The girl’s appetite at this point was beyond ruined, all she wanted to do was show Mhama her homework and head to sleep. When she eventually went inside, she found her Mhama sitting at the kitchen table with Chipochedu who was eating and talking in between  mouthfuls, from the look of the floor directly below where Chipochedu sat. There were bits of sadza strewn all over and meandering trails of the usavi staining the kitchen tiles. The girl shook her head with a scowl on her face she didn’t try to hide this time and walked past them , straight into the spare room where she was to leave the bags.

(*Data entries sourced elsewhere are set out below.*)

//! Capture discovery: find device capture files and hand out handles.

use std::path::{Path, PathBuf};

use dgt_model::Protocol;

use crate::error::{AdapterError, Result};

/// An opaque reference to one device an adapter can fetch.
///
/// For the capture adapter this is a JSON file; a live adapter would carry
/// a `/dev` path instead. Discovery order defines report order.
#[derive(Debug, Clone, PartialEq, Eq)]
pub struct DeviceHandle {
    /// Short display name (capture file stem or device node basename).
    pub name: String,
    /// Adapter-specific locator.
    pub path: PathBuf,
}

impl DeviceHandle {
    pub fn new(name: impl Into<String>, path: impl Into<PathBuf>) -> Self {
        Self {
            name: name.into(),
            path: path.into(),
        }
    }
}

/// Lists capture files (`*.json`) in a directory, sorted by filename so a
/// batch is reproducible across runs.
///
/// `ignored` drops devices of the listed protocols without reading the full
/// capture; the protocol is sniffed from the capture's device section and a
/// capture that cannot be sniffed is kept (the fetch will report the real
/// error per device rather than silently skipping it).
pub fn discover_captures(dir: &Path, ignored: &[Protocol]) -> Result<Vec<DeviceHandle>> {
    if !dir.is_dir() {
        return Err(AdapterError::DirectoryNotFound {
            path: dir.to_path_buf(),
        });
    }

    let entries = std::fs::read_dir(dir).map_err(|e| AdapterError::DirectoryScan {
        path: dir.to_path_buf(),
        source: e,
    })?;

    let mut files = Vec::new();
    for entry_result in entries {
        let entry = entry_result.map_err(|e| AdapterError::DirectoryScan {
            path: dir.to_path_buf(),
            source: e,
        })?;
        let path = entry.path();
        if !path.is_file() {
            continue;
        }
        let is_json = path
            .extension()
            .and_then(|ext| ext.to_str())
            .map(|ext| ext.eq_ignore_ascii_case("json"))
            .unwrap_or(false);
        if is_json {
            files.push(path);
        }
    }
    files.sort_by(|a, b| a.file_name().cmp(&b.file_name()));

    let mut handles = Vec::new();
    for path in files {
        if !ignored.is_empty() {
            match sniff_protocol(&path) {
                Some(protocol) if ignored.contains(&protocol) => {
                    tracing::debug!(path = %path.display(), %protocol, "capture ignored by protocol filter");
                    continue;
                }
                _ => {}
            }
        }
        let name = path
            .file_stem()
            .and_then(|v| v.to_str())
            .unwrap_or("device")
            .to_string();
        handles.push(DeviceHandle::new(name, path));
    }
    Ok(handles)
}

/// Best-effort protocol sniff from the capture's `device.protocol` field.
fn sniff_protocol(path: &Path) -> Option<Protocol> {
    let text = std::fs::read_to_string(path).ok()?;
    let json: serde_json::Value = serde_json::from_str(&text).ok()?;
    json.get("device")
        .and_then(|device| device.get("protocol"))
        .and_then(|value| value.as_str())
        .and_then(|value| value.parse().ok())
}

#[cfg(test)]
mod tests {
    use super::{DeviceHandle, discover_captures};
    use dgt_model::Protocol;
    use tempfile::TempDir;

    fn capture(protocol: &str) -> String {
        format!(r#"{{"device": {{"name": "/dev/sda", "protocol": "{protocol}"}}}}"#)
    }

    fn create_test_dir() -> TempDir {
        let dir = TempDir::new().unwrap();
        std::fs::write(dir.path().join("b-drive.json"), capture("ATA")).unwrap();
        std::fs::write(dir.path().join("a-drive.json"), capture("NVMe")).unwrap();
        std::fs::write(dir.path().join("c-drive.json"), capture("SCSI")).unwrap();
        std::fs::write(dir.path().join("notes.txt"), "not a capture").unwrap();
        dir
    }

    #[test]
    fn discovers_sorted_json_files() {
        let dir = create_test_dir();
        let handles = discover_captures(dir.path(), &[]).unwrap();
        let names: Vec<&str> = handles.iter().map(|h| h.name.as_str()).collect();
        assert_eq!(names, vec!["a-drive", "b-drive", "c-drive"]);
    }

    #[test]
    fn ignore_filter_drops_protocols() {
        let dir = create_test_dir();
        let handles = discover_captures(dir.path(), &[Protocol::Nvme]).unwrap();
        let names: Vec<&str> = handles.iter().map(|h| h.name.as_str()).collect();
        assert_eq!(names, vec!["b-drive", "c-drive"]);
    }

    #[test]
    fn missing_directory_is_an_error() {
        let dir = TempDir::new().unwrap();
        let missing = dir.path().join("nope");
        assert!(discover_captures(&missing, &[]).is_err());
    }

    #[test]
    fn handle_keeps_stem_as_name() {
        let handle = DeviceHandle::new("sda", "/tmp/sda.json");
        assert_eq!(handle.name, "sda");
    }
}
//! Exclusion rules: threshold configuration, the declarative rule table,
//! the evaluation engine, and the precedence classifier.

pub mod classify;
pub mod config;
pub mod engine;
pub mod table;

pub use classify::{classify, error_device};
pub use config::{ConfigError, Thresholds};
pub use engine::{Evaluation, SkippedRule, evaluate};
pub use table::{Applicability, Rule, RuleKind, rule_table};
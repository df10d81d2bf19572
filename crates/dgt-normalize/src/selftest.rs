//! Raw self-test descriptors to normalized outcomes.

use dgt_adapter::RawSelfTest;
use dgt_model::{SelfTestEntry, SelfTestOutcome};

/// Maps one raw self-test status onto the outcome enum.
///
/// Matching is on the descriptor text smartctl renders for all three
/// protocols. Failure wording is checked first because failed runs still
/// start with "Completed" ("Completed: read failure"). Anything
/// unrecognized maps to `Unknown` rather than being dropped.
pub fn normalize_outcome(raw: &RawSelfTest) -> SelfTestOutcome {
    let status = raw.status.to_lowercase();
    if status.contains("fail") || status.contains("fatal") {
        return SelfTestOutcome::Failed;
    }
    if status.contains("abort") || status.contains("interrupt") {
        return SelfTestOutcome::Aborted;
    }
    if status.contains("without error") || status == "passed" {
        return SelfTestOutcome::Passed;
    }
    SelfTestOutcome::Unknown
}

pub fn normalize_entries(raw: &[RawSelfTest]) -> Vec<SelfTestEntry> {
    raw.iter()
        .map(|entry| SelfTestEntry {
            lifetime_hours: entry.lifetime_hours,
            outcome: normalize_outcome(entry),
            raw_status: entry.status.clone(),
        })
        .collect()
}
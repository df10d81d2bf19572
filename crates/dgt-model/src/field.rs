//! Canonical field registry and per-record coverage tracking.

use serde::{Deserialize, Serialize};
use std::collections::BTreeSet;
use std::fmt;

/// Canonical health-record fields addressable by the normalizer, the rule
/// table, and the reports.
#[derive(
    Debug, Clone, Copy, PartialEq, Eq, Hash, PartialOrd, Ord, Serialize, Deserialize,
)]
#[serde(rename_all = "snake_case")]
pub enum Field {
    ReallocatedSectors,
    PendingSectors,
    PercentageUsed,
    AvailableSpare,
    MediaErrors,
    PowerOnHours,
    HostBytesRead,
    HostBytesWritten,
    PowerCycleCount,
    AverageTemperature,
    MaximumTemperature,
    WarningTempMinutes,
    CriticalTempMinutes,
    SelfTestHistory,
    MediaClassDetection,
    WorkloadRate,
}

impl Field {
    pub fn as_str(&self) -> &'static str {
        match self {
            Field::ReallocatedSectors => "reallocated_sectors",
            Field::PendingSectors => "pending_sectors",
            Field::PercentageUsed => "percentage_used",
            Field::AvailableSpare => "available_spare",
            Field::MediaErrors => "media_errors",
            Field::PowerOnHours => "power_on_hours",
            Field::HostBytesRead => "host_bytes_read",
            Field::HostBytesWritten => "host_bytes_written",
            Field::PowerCycleCount => "power_cycle_count",
            Field::AverageTemperature => "average_temperature",
            Field::MaximumTemperature => "maximum_temperature",
            Field::WarningTempMinutes => "warning_temp_minutes",
            Field::CriticalTempMinutes => "critical_temp_minutes",
            Field::SelfTestHistory => "self_test_history",
            Field::MediaClassDetection => "media_class",
            Field::WorkloadRate => "workload_rate",
        }
    }
}

impl fmt::Display for Field {
    fn fmt(&self, f: &mut fmt::Formatter<'_>) -> fmt::Result {
        write!(f, "{}", self.as_str())
    }
}

/// Which canonical fields were populated, which are inherently absent for
/// the record's protocol/class, and which were attempted but failed to read.
///
/// A field is in at most one of the three sets; the marking methods move a
/// field between sets so the last observation wins.
#[derive(Debug, Clone, Default, PartialEq, Eq, Serialize, Deserialize)]
pub struct FieldCoverage {
    applied: BTreeSet<Field>,
    not_applicable: BTreeSet<Field>,
    unreadable: BTreeSet<Field>,
}

impl FieldCoverage {
    pub fn new() -> Self {
        Self::default()
    }

    /// Field was resolved from raw data and populated.
    pub fn mark_applied(&mut self, field: Field) {
        self.not_applicable.remove(&field);
        self.unreadable.remove(&field);
        self.applied.insert(field);
    }

    /// Field has no meaning for this protocol/class combination.
    pub fn mark_not_applicable(&mut self, field: Field) {
        self.applied.remove(&field);
        self.unreadable.remove(&field);
        self.not_applicable.insert(field);
    }

    /// Field is defined for this device but could not be resolved.
    pub fn mark_unreadable(&mut self, field: Field) {
        self.applied.remove(&field);
        self.not_applicable.remove(&field);
        self.unreadable.insert(field);
    }

    pub fn is_applied(&self, field: Field) -> bool {
        self.applied.contains(&field)
    }

    pub fn is_not_applicable(&self, field: Field) -> bool {
        self.not_applicable.contains(&field)
    }

    pub fn is_unreadable(&self, field: Field) -> bool {
        self.unreadable.contains(&field)
    }

    pub fn applied(&self) -> impl Iterator<Item = Field> + '_ {
        self.applied.iter().copied()
    }

    pub fn not_applicable(&self) -> impl Iterator<Item = Field> + '_ {
        self.not_applicable.iter().copied()
    }

    pub fn unreadable(&self) -> impl Iterator<Item = Field> + '_ {
        self.unreadable.iter().copied()
    }
}
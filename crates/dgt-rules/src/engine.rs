//! Rule evaluation over one canonical record.

use tracing::{debug, trace};

use dgt_model::{Field, HealthRecord, ReasonCode};

use crate::config::Thresholds;
use crate::table::{RuleKind, rule_table};

/// A rule that was applicable but could not be evaluated because one of its
/// required fields was unreadable.
#[derive(Debug, Clone, PartialEq, Eq)]
pub struct SkippedRule {
    pub code: ReasonCode,
    pub kind: RuleKind,
    pub missing: Vec<Field>,
}

/// Output of one evaluation pass, reason codes in rule-table order.
#[derive(Debug, Clone, Default)]
pub struct Evaluation {
    pub fail_reasons: Vec<ReasonCode>,
    pub flag_reasons: Vec<ReasonCode>,
    pub skipped: Vec<SkippedRule>,
}

impl Evaluation {
    /// True when a Fail-kind rule whose applicability matched could not be
    /// evaluated; the classifier elevates such a device to `Error` rather
    /// than letting it pass silently.
    pub fn insufficient_for_fail(&self) -> bool {
        self.skipped
            .iter()
            .any(|skipped| skipped.kind == RuleKind::Fail)
    }
}

/// Evaluates every applicable rule against the record, in table order, with
/// no short-circuit, so every triggered condition is reported.
pub fn evaluate(record: &HealthRecord, thresholds: &Thresholds) -> Evaluation {
    let mut evaluation = Evaluation::default();

    for rule in rule_table() {
        if !rule.applies.matches(record) {
            continue;
        }

        let missing: Vec<Field> = rule
            .required
            .iter()
            .copied()
            .filter(|field| record.fields.is_unreadable(*field))
            .collect();
        if !missing.is_empty() {
            trace!(
                serial = %record.identity.serial,
                rule = %rule.code,
                ?missing,
                "rule skipped, required field unreadable"
            );
            evaluation.skipped.push(SkippedRule {
                code: rule.code,
                kind: rule.kind,
                missing,
            });
            continue;
        }

        if (rule.condition)(record, thresholds) {
            match rule.kind {
                RuleKind::Fail => evaluation.fail_reasons.push(rule.code),
                RuleKind::Flag => evaluation.flag_reasons.push(rule.code),
            }
        }
    }

    debug!(
        serial = %record.identity.serial,
        fails = evaluation.fail_reasons.len(),
        flags = evaluation.flag_reasons.len(),
        skipped = evaluation.skipped.len(),
        "rules evaluated"
    );
    evaluation
}
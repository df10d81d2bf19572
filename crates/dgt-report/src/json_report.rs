//! JSON rendition: a versioned payload carrying the full graded records.

use std::path::Path;

use anyhow::Result;
use chrono::Utc;
use serde::Serialize;

use dgt_model::GradedDevice;

const REPORT_SCHEMA: &str = "dgt.device-grades";
const REPORT_SCHEMA_VERSION: u32 = 1;

#[derive(Debug, Serialize)]
struct ReportPayload<'a> {
    schema: &'static str,
    schema_version: u32,
    generated_at: String,
    device_count: usize,
    devices: &'a [GradedDevice],
}

pub fn write(devices: &[GradedDevice], path: &Path) -> Result<()> {
    let payload = ReportPayload {
        schema: REPORT_SCHEMA,
        schema_version: REPORT_SCHEMA_VERSION,
        generated_at: Utc::now().to_rfc3339(),
        device_count: devices.len(),
        devices,
    };
    let json = serde_json::to_string_pretty(&payload)?;
    std::fs::write(path, format!("{json}\n"))?;
    Ok(())
}
//! Rule thresholds as configuration.
//!
//! None of the numeric limits live in rule code; they arrive here, either
//! from defaults or from a JSON config file, and are validated once at
//! startup. An invalid threshold is fatal before any device is touched.

use std::path::Path;

use serde::{Deserialize, Serialize};
use thiserror::Error;

#[derive(Debug, Error)]
pub enum ConfigError {
    #[error("failed to read config {path}")]
    Read {
        path: std::path::PathBuf,
        #[source]
        source: std::io::Error,
    },

    #[error("failed to parse config {path}")]
    Parse {
        path: std::path::PathBuf,
        #[source]
        source: serde_json::Error,
    },

    #[error("invalid threshold {field}: {reason}")]
    Invalid {
        field: &'static str,
        reason: String,
    },
}

/// All grading thresholds. Field names double as the JSON config keys.
#[derive(Debug, Clone, PartialEq, Serialize, Deserialize)]
#[serde(default, deny_unknown_fields)]
pub struct Thresholds {
    /// HDD: pending sector count above this fails.
    pub pending_sectors: u64,
    /// HDD: reallocated sector count above this fails.
    pub reallocated_sectors: u64,
    /// SSD: percentage-used above this fails.
    pub percent_used: u64,
    /// SSD: available spare at or below this fails.
    pub available_spare: u64,
    /// NVMe: media error count above this fails.
    pub media_errors: u64,
    /// NVMe: minutes above the critical composite temperature above this fails.
    pub critical_temp_minutes: u64,
    /// NVMe: minutes above the warning composite temperature above this flags.
    pub warning_temp_minutes: u64,
    /// HDD: annualized workload above this (TB/year) flags.
    pub heavy_use_tb_per_year: f64,
}

impl Default for Thresholds {
    fn default() -> Self {
        Self {
            pending_sectors: 10,
            reallocated_sectors: 10,
            percent_used: 100,
            available_spare: 97,
            media_errors: 10,
            critical_temp_minutes: 0,
            warning_temp_minutes: 60,
            heavy_use_tb_per_year: 550.0,
        }
    }
}

impl Thresholds {
    /// Loads thresholds from a JSON file and validates them. Keys absent
    /// from the file keep their defaults.
    pub fn load(path: &Path) -> Result<Self, ConfigError> {
        let text = std::fs::read_to_string(path).map_err(|e| ConfigError::Read {
            path: path.to_path_buf(),
            source: e,
        })?;
        let thresholds: Thresholds =
            serde_json::from_str(&text).map_err(|e| ConfigError::Parse {
                path: path.to_path_buf(),
                source: e,
            })?;
        thresholds.validate()?;
        Ok(thresholds)
    }

    pub fn validate(&self) -> Result<(), ConfigError> {
        if !self.heavy_use_tb_per_year.is_finite() || self.heavy_use_tb_per_year <= 0.0 {
            return Err(ConfigError::Invalid {
                field: "heavy_use_tb_per_year",
                reason: format!("must be a positive number, got {}", self.heavy_use_tb_per_year),
            });
        }
        if self.available_spare > 100 {
            return Err(ConfigError::Invalid {
                field: "available_spare",
                reason: format!("must be a percentage (0-100), got {}", self.available_spare),
            });
        }
        Ok(())
    }
}

#[cfg(test)]
mod tests {
    use super::Thresholds;
    use tempfile::TempDir;

    #[test]
    fn defaults_are_documented_values() {
        let thresholds = Thresholds::default();
        assert_eq!(thresholds.pending_sectors, 10);
        assert_eq!(thresholds.reallocated_sectors, 10);
        assert_eq!(thresholds.percent_used, 100);
        assert_eq!(thresholds.available_spare, 97);
        assert_eq!(thresholds.media_errors, 10);
        assert_eq!(thresholds.critical_temp_minutes, 0);
        assert_eq!(thresholds.warning_temp_minutes, 60);
        assert_eq!(thresholds.heavy_use_tb_per_year, 550.0);
        assert!(thresholds.validate().is_ok());
    }

    #[test]
    fn partial_config_keeps_defaults() {
        let dir = TempDir::new().unwrap();
        let path = dir.path().join("thresholds.json");
        std::fs::write(&path, r#"{"media_errors": 0, "warning_temp_minutes": 5}"#).unwrap();
        let thresholds = Thresholds::load(&path).unwrap();
        assert_eq!(thresholds.media_errors, 0);
        assert_eq!(thresholds.warning_temp_minutes, 5);
        assert_eq!(thresholds.reallocated_sectors, 10);
    }

    #[test]
    fn non_numeric_threshold_is_fatal() {
        let dir = TempDir::new().unwrap();
        let path = dir.path().join("thresholds.json");
        std::fs::write(&path, r#"{"media_errors": "lots"}"#).unwrap();
        assert!(Thresholds::load(&path).is_err());
    }

    #[test]
    fn unknown_key_is_fatal() {
        let dir = TempDir::new().unwrap();
        let path = dir.path().join("thresholds.json");
        std::fs::write(&path, r#"{"media_error_limit": 3}"#).unwrap();
        assert!(Thresholds::load(&path).is_err());
    }

    #[test]
    fn negative_heavy_use_is_invalid() {
        let thresholds = Thresholds {
            heavy_use_tb_per_year: -1.0,
            ..Thresholds::default()
        };
        assert!(thresholds.validate().is_err());
    }
}
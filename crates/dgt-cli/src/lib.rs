pub mod cli;
pub mod commands;
pub mod logging;
pub mod summary;
pub mod types;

The light in the spare room was switched off. The silence, solitude and darkness seemed to draw out of the room making The girl wish she could stay there all night. It set her mind at ease and transported her to a place where she could just breathe. Where no Chipochedus would manifest with the sole purpose of embarrassing her into non-existence or worse, into an insignificant existence. It was a space where even the air smelt as though it had been purged of everything that might taunt her existence, even the vibrancy of the colours in this space spoke of the death of inconvenient familial bonds that made one the butt of all playground jokes. But this in itself was fleeting; it was a moment or a beautiful dream so hard to cling onto that she could have sworn it left an after sensation of gooey slipperiness in her mind.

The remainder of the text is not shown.